- Opening Delimiter -

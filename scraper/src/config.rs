use anyhow::{Context, Result};
use std::env;
use std::time::Duration;

use crate::http::{DEFAULT_TIMEOUT, DEFAULT_USER_AGENT};
use crate::sources::{himalayas, remoteok};

/// Pause between two consecutive sources during one aggregation run.
pub const DEFAULT_SOURCE_DELAY: Duration = Duration::from_secs(1);

/// Scraper settings, overridable from the environment
#[derive(Debug, Clone)]
pub struct ScraperConfig {
    pub remoteok_url: String,
    pub himalayas_url: String,
    pub timeout: Duration,
    pub source_delay: Duration,
    pub user_agent: String,
}

impl Default for ScraperConfig {
    fn default() -> Self {
        Self {
            remoteok_url: remoteok::DEFAULT_ENDPOINT.to_string(),
            himalayas_url: himalayas::DEFAULT_ENDPOINT.to_string(),
            timeout: DEFAULT_TIMEOUT,
            source_delay: DEFAULT_SOURCE_DELAY,
            user_agent: DEFAULT_USER_AGENT.to_string(),
        }
    }
}

impl ScraperConfig {
    /// Load configuration from environment variables, falling back to defaults
    pub fn from_env() -> Result<Self> {
        // Load .env file if present (development)
        let _ = dotenvy::dotenv();

        let defaults = Self::default();

        Ok(Self {
            remoteok_url: env::var("REMOTEOK_API_URL").unwrap_or(defaults.remoteok_url),
            himalayas_url: env::var("HIMALAYAS_API_URL").unwrap_or(defaults.himalayas_url),
            timeout: secs_var("SCRAPER_TIMEOUT_SECS")?.unwrap_or(defaults.timeout),
            source_delay: secs_var("SCRAPER_SOURCE_DELAY_SECS")?
                .unwrap_or(defaults.source_delay),
            user_agent: env::var("SCRAPER_USER_AGENT").unwrap_or(defaults.user_agent),
        })
    }
}

fn secs_var(name: &str) -> Result<Option<Duration>> {
    match env::var(name) {
        Ok(raw) => {
            let secs: u64 = raw
                .trim()
                .parse()
                .with_context(|| format!("{name} must be a whole number of seconds"))?;
            Ok(Some(Duration::from_secs(secs)))
        }
        Err(_) => Ok(None),
    }
}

- Closing Delimiter -

_WHAT IS REQUIRED_: From the first line to the last, return the records unchanged.

_TASK SOLUTION_:
filename scraper/src/config.rs
use anyhow::{Context, Result};
use std::env;
use std::time::Duration;

use crate::http::{DEFAULT_TIMEOUT, DEFAULT_USER_AGENT};
use crate::sources::{himalayas, remoteok};

/// Pause between two consecutive sources during one aggregation run.
pub const DEFAULT_SOURCE_DELAY: Duration = Duration::from_secs(1);

/// Scraper settings, overridable from the environment
#[derive(Debug, Clone)]
pub struct ScraperConfig {
    pub remoteok_url: String,
    pub himalayas_url: String,
    pub timeout: Duration,
    pub source_delay: Duration,
    pub user_agent: String,
}

impl Default for ScraperConfig {
    fn default() -> Self {
        Self {
            remoteok_url: remoteok::DEFAULT_ENDPOINT.to_string(),
            himalayas_url: himalayas::DEFAULT_ENDPOINT.to_string(),
            timeout: DEFAULT_TIMEOUT,
            source_delay: DEFAULT_SOURCE_DELAY,
            user_agent: DEFAULT_USER_AGENT.to_string(),
        }
    }
}

impl ScraperConfig {
    /// Load configuration from environment variables, falling back to defaults
    pub fn from_env() -> Result<Self> {
        // Load .env file if present (development)
        let _ = dotenvy::dotenv();

        let defaults = Self::default();

        Ok(Self {
            remoteok_url: env::var("REMOTEOK_API_URL").unwrap_or(defaults.remoteok_url),
            himalayas_url: env::var("HIMALAYAS_API_URL").unwrap_or(defaults.himalayas_url),
            timeout: secs_var("SCRAPER_TIMEOUT_SECS")?.unwrap_or(defaults.timeout),
            source_delay: secs_var("SCRAPER_SOURCE_DELAY_SECS")?
                .unwrap_or(defaults.source_delay),
            user_agent: env::var("SCRAPER_USER_AGENT").unwrap_or(defaults.user_agent),
        })
    }
}

fn secs_var(name: &str) -> Result<Option<Duration>> {
    match env::var(name) {
        Ok(raw) => {
            let secs: u64 = raw
                .trim()
                .parse()
                .with_context(|| format!("{name} must be a whole number of seconds"))?;
            Ok(Some(Duration::from_secs(secs)))
        }
        Err(_) => Ok(None),
    }
}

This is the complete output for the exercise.